[Stored data]
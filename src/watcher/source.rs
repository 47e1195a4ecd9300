use notify::{RecommendedWatcher, RecursiveMode, Watcher};
use std::path::Path;
use tokio::sync::mpsc::{UnboundedReceiver, UnboundedSender, unbounded_channel};

use crate::error::{WatchError, WatchResult};
use crate::watcher::event::{FsError, FsEvent};

/// The two streams a started source produces.
///
/// Each stream is closed independently by its producer; the receiver observes the
/// closure as `None`.
#[derive(Debug)]
pub struct WatchStreams {
    pub events: UnboundedReceiver<FsEvent>,
    pub errors: UnboundedReceiver<FsError>,
}

/// Something that observes a path and reports changes on a pair of streams.
pub trait WatchSource {
    /// Starts watching `path`. Failures here are fatal to the run.
    fn start(&mut self, path: &Path) -> WatchResult<WatchStreams>;

    /// Tears the watch down. Both streams close once the producer side is gone.
    fn stop(&mut self);
}

/// Watch source backed by the platform's recommended `notify` backend.
///
/// Only the given path itself is watched (non-recursive).
#[derive(Default)]
pub struct NotifySource {
    watcher: Option<RecommendedWatcher>,
}

impl NotifySource {
    pub fn new() -> Self {
        Self::default()
    }

    pub fn is_running(&self) -> bool {
        self.watcher.is_some()
    }
}

impl WatchSource for NotifySource {
    fn start(&mut self, path: &Path) -> WatchResult<WatchStreams> {
        if self.watcher.is_some() {
            return Err(WatchError::AlreadyStarted);
        }

        if !path.exists() {
            return Err(WatchError::PathNotFound {
                path: path.to_path_buf(),
            });
        }

        let (event_tx, events) = unbounded_channel();
        let (error_tx, errors) = unbounded_channel();

        // The senders live inside the handler, so dropping the watcher closes both streams.
        let mut watcher = notify::recommended_watcher(
            move |res: notify::Result<notify::Event>| match res {
                Ok(event) => {
                    let _ = event_tx.send(FsEvent::from(event));
                }
                Err(error) => {
                    let _ = error_tx.send(FsError::from(error));
                }
            },
        )?;

        watcher
            .watch(path, RecursiveMode::NonRecursive)
            .map_err(|e| WatchError::PathWatchFailed {
                path: path.to_path_buf(),
                reason: e.to_string(),
            })?;

        crate::watch_event!(DEBUG, "source", "registered", "{}", path.display());
        self.watcher = Some(watcher);

        Ok(WatchStreams { events, errors })
    }

    fn stop(&mut self) {
        if self.watcher.take().is_some() {
            crate::watch_event!(DEBUG, "source", "notify watcher dropped");
        }
    }
}

/// Source whose streams are fed by the caller through a [`ChannelFeed`].
///
/// Useful for embedding the dispatcher behind a producer other than `notify`,
/// and for driving runs deterministically in tests.
#[derive(Debug)]
pub struct ChannelSource {
    streams: Option<WatchStreams>,
}

/// Producer half of a [`ChannelSource`].
#[derive(Debug)]
pub struct ChannelFeed {
    events: Option<UnboundedSender<FsEvent>>,
    errors: Option<UnboundedSender<FsError>>,
}

impl ChannelSource {
    pub fn new() -> (Self, ChannelFeed) {
        let (event_tx, events) = unbounded_channel();
        let (error_tx, errors) = unbounded_channel();

        (
            Self {
                streams: Some(WatchStreams { events, errors }),
            },
            ChannelFeed {
                events: Some(event_tx),
                errors: Some(error_tx),
            },
        )
    }
}

impl WatchSource for ChannelSource {
    fn start(&mut self, _path: &Path) -> WatchResult<WatchStreams> {
        self.streams.take().ok_or(WatchError::AlreadyStarted)
    }

    // Closure is driven by the feed.
    fn stop(&mut self) {}
}

impl ChannelFeed {
    /// Queues an event. Returns `false` if the event stream is closed or nobody is listening.
    pub fn event(&self, event: FsEvent) -> bool {
        self.events.as_ref().is_some_and(|tx| tx.send(event).is_ok())
    }

    /// Queues an error. Returns `false` if the error stream is closed or nobody is listening.
    pub fn error(&self, error: FsError) -> bool {
        self.errors.as_ref().is_some_and(|tx| tx.send(error).is_ok())
    }

    pub fn close_events(&mut self) {
        self.events.take();
    }

    pub fn close_errors(&mut self) {
        self.errors.take();
    }

    pub fn close(&mut self) {
        self.close_events();
        self.close_errors();
    }
}

#[cfg(test)]
mod tests {
    use super::*;
    use crate::watcher::event::ChangeKind;
    use tempfile::TempDir;

    #[test]
    fn notify_source_rejects_missing_path() {
        let dir = TempDir::new().unwrap();
        let missing = dir.path().join("missing");

        let mut source = NotifySource::new();
        let err = source.start(&missing).unwrap_err();

        assert!(matches!(err, WatchError::PathNotFound { path } if path == missing));
        assert!(!source.is_running());
    }

    #[tokio::test]
    async fn notify_source_refuses_second_start() {
        let dir = TempDir::new().unwrap();
        let mut source = NotifySource::new();

        let _streams = source.start(dir.path()).unwrap();
        assert!(matches!(
            source.start(dir.path()),
            Err(WatchError::AlreadyStarted)
        ));

        source.stop();
        assert!(!source.is_running());
    }

    #[tokio::test]
    async fn channel_feed_closes_streams_independently() {
        let (mut source, mut feed) = ChannelSource::new();
        let mut streams = source.start(Path::new("/unused")).unwrap();

        assert!(feed.event(FsEvent::new(ChangeKind::Create, "/x")));
        feed.close_events();
        assert!(!feed.event(FsEvent::new(ChangeKind::Write, "/x")));

        assert_eq!(
            streams.events.recv().await,
            Some(FsEvent::new(ChangeKind::Create, "/x"))
        );
        assert_eq!(streams.events.recv().await, None);

        assert!(feed.error(FsError::new("EPERM")));
        assert_eq!(streams.errors.recv().await, Some(FsError::new("EPERM")));
    }

    #[test]
    fn channel_source_hands_out_streams_once() {
        let (mut source, _feed) = ChannelSource::new();
        assert!(source.start(Path::new("/unused")).is_ok());
        assert!(matches!(
            source.start(Path::new("/unused")),
            Err(WatchError::AlreadyStarted)
        ));
    }
}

Instructions to follow –
The response should be every record above restated exactly.

Your solution –
filename src/watcher/source.rs
repository 47e1195a4ecd9300
use notify::{RecommendedWatcher, RecursiveMode, Watcher};
use std::path::Path;
use tokio::sync::mpsc::{UnboundedReceiver, UnboundedSender, unbounded_channel};

use crate::error::{WatchError, WatchResult};
use crate::watcher::event::{FsError, FsEvent};

/// The two streams a started source produces.
///
/// Each stream is closed independently by its producer; the receiver observes the
/// closure as `None`.
#[derive(Debug)]
pub struct WatchStreams {
    pub events: UnboundedReceiver<FsEvent>,
    pub errors: UnboundedReceiver<FsError>,
}

/// Something that observes a path and reports changes on a pair of streams.
pub trait WatchSource {
    /// Starts watching `path`. Failures here are fatal to the run.
    fn start(&mut self, path: &Path) -> WatchResult<WatchStreams>;

    /// Tears the watch down. Both streams close once the producer side is gone.
    fn stop(&mut self);
}

/// Watch source backed by the platform's recommended `notify` backend.
///
/// Only the given path itself is watched (non-recursive).
#[derive(Default)]
pub struct NotifySource {
    watcher: Option<RecommendedWatcher>,
}

impl NotifySource {
    pub fn new() -> Self {
        Self::default()
    }

    pub fn is_running(&self) -> bool {
        self.watcher.is_some()
    }
}

impl WatchSource for NotifySource {
    fn start(&mut self, path: &Path) -> WatchResult<WatchStreams> {
        if self.watcher.is_some() {
            return Err(WatchError::AlreadyStarted);
        }

        if !path.exists() {
            return Err(WatchError::PathNotFound {
                path: path.to_path_buf(),
            });
        }

        let (event_tx, events) = unbounded_channel();
        let (error_tx, errors) = unbounded_channel();

        // The senders live inside the handler, so dropping the watcher closes both streams.
        let mut watcher = notify::recommended_watcher(
            move |res: notify::Result<notify::Event>| match res {
                Ok(event) => {
                    let _ = event_tx.send(FsEvent::from(event));
                }
                Err(error) => {
                    let _ = error_tx.send(FsError::from(error));
                }
            },
        )?;

        watcher
            .watch(path, RecursiveMode::NonRecursive)
            .map_err(|e| WatchError::PathWatchFailed {
                path: path.to_path_buf(),
                reason: e.to_string(),
            })?;

        crate::watch_event!(DEBUG, "source", "registered", "{}", path.display());
        self.watcher = Some(watcher);

        Ok(WatchStreams { events, errors })
    }

    fn stop(&mut self) {
        if self.watcher.take().is_some() {
            crate::watch_event!(DEBUG, "source", "notify watcher dropped");
        }
    }
}

/// Source whose streams are fed by the caller through a [`ChannelFeed`].
///
/// Useful for embedding the dispatcher behind a producer other than `notify`,
/// and for driving runs deterministically in tests.
#[derive(Debug)]
pub struct ChannelSource {
    streams: Option<WatchStreams>,
}

/// Producer half of a [`ChannelSource`].
#[derive(Debug)]
pub struct ChannelFeed {
    events: Option<UnboundedSender<FsEvent>>,
    errors: Option<UnboundedSender<FsError>>,
}

impl ChannelSource {
    pub fn new() -> (Self, ChannelFeed) {
        let (event_tx, events) = unbounded_channel();
        let (error_tx, errors) = unbounded_channel();

        (
            Self {
                streams: Some(WatchStreams { events, errors }),
            },
            ChannelFeed {
                events: Some(event_tx),
                errors: Some(error_tx),
            },
        )
    }
}

impl WatchSource for ChannelSource {
    fn start(&mut self, _path: &Path) -> WatchResult<WatchStreams> {
        self.streams.take().ok_or(WatchError::AlreadyStarted)
    }

    // Closure is driven by the feed.
    fn stop(&mut self) {}
}

impl ChannelFeed {
    /// Queues an event. Returns `false` if the event stream is closed or nobody is listening.
    pub fn event(&self, event: FsEvent) -> bool {
        self.events.as_ref().is_some_and(|tx| tx.send(event).is_ok())
    }

    /// Queues an error. Returns `false` if the error stream is closed or nobody is listening.
    pub fn error(&self, error: FsError) -> bool {
        self.errors.as_ref().is_some_and(|tx| tx.send(error).is_ok())
    }

    pub fn close_events(&mut self) {
        self.events.take();
    }

    pub fn close_errors(&mut self) {
        self.errors.take();
    }

    pub fn close(&mut self) {
        self.close_events();
        self.close_errors();
    }
}

#[cfg(test)]
mod tests {
    use super::*;
    use crate::watcher::event::ChangeKind;
    use tempfile::TempDir;

    #[test]
    fn notify_source_rejects_missing_path() {
        let dir = TempDir::new().unwrap();
        let missing = dir.path().join("missing");

        let mut source = NotifySource::new();
        let err = source.start(&missing).unwrap_err();

        assert!(matches!(err, WatchError::PathNotFound { path } if path == missing));
        assert!(!source.is_running());
    }

    #[tokio::test]
    async fn notify_source_refuses_second_start() {
        let dir = TempDir::new().unwrap();
        let mut source = NotifySource::new();

        let _streams = source.start(dir.path()).unwrap();
        assert!(matches!(
            source.start(dir.path()),
            Err(WatchError::AlreadyStarted)
        ));

        source.stop();
        assert!(!source.is_running());
    }

    #[tokio::test]
    async fn channel_feed_closes_streams_independently() {
        let (mut source, mut feed) = ChannelSource::new();
        let mut streams = source.start(Path::new("/unused")).unwrap();

        assert!(feed.event(FsEvent::new(ChangeKind::Create, "/x")));
        feed.close_events();
        assert!(!feed.event(FsEvent::new(ChangeKind::Write, "/x")));

        assert_eq!(
            streams.events.recv().await,
            Some(FsEvent::new(ChangeKind::Create, "/x"))
        );
        assert_eq!(streams.events.recv().await, None);

        assert!(feed.error(FsError::new("EPERM")));
        assert_eq!(streams.errors.recv().await, Some(FsError::new("EPERM")));
    }

    #[test]
    fn channel_source_hands_out_streams_once() {
        let (mut source, _feed) = ChannelSource::new();
        assert!(source.start(Path::new("/unused")).is_ok());
        assert!(matches!(
            source.start(Path::new("/unused")),
            Err(WatchError::AlreadyStarted)
        ));
    }
}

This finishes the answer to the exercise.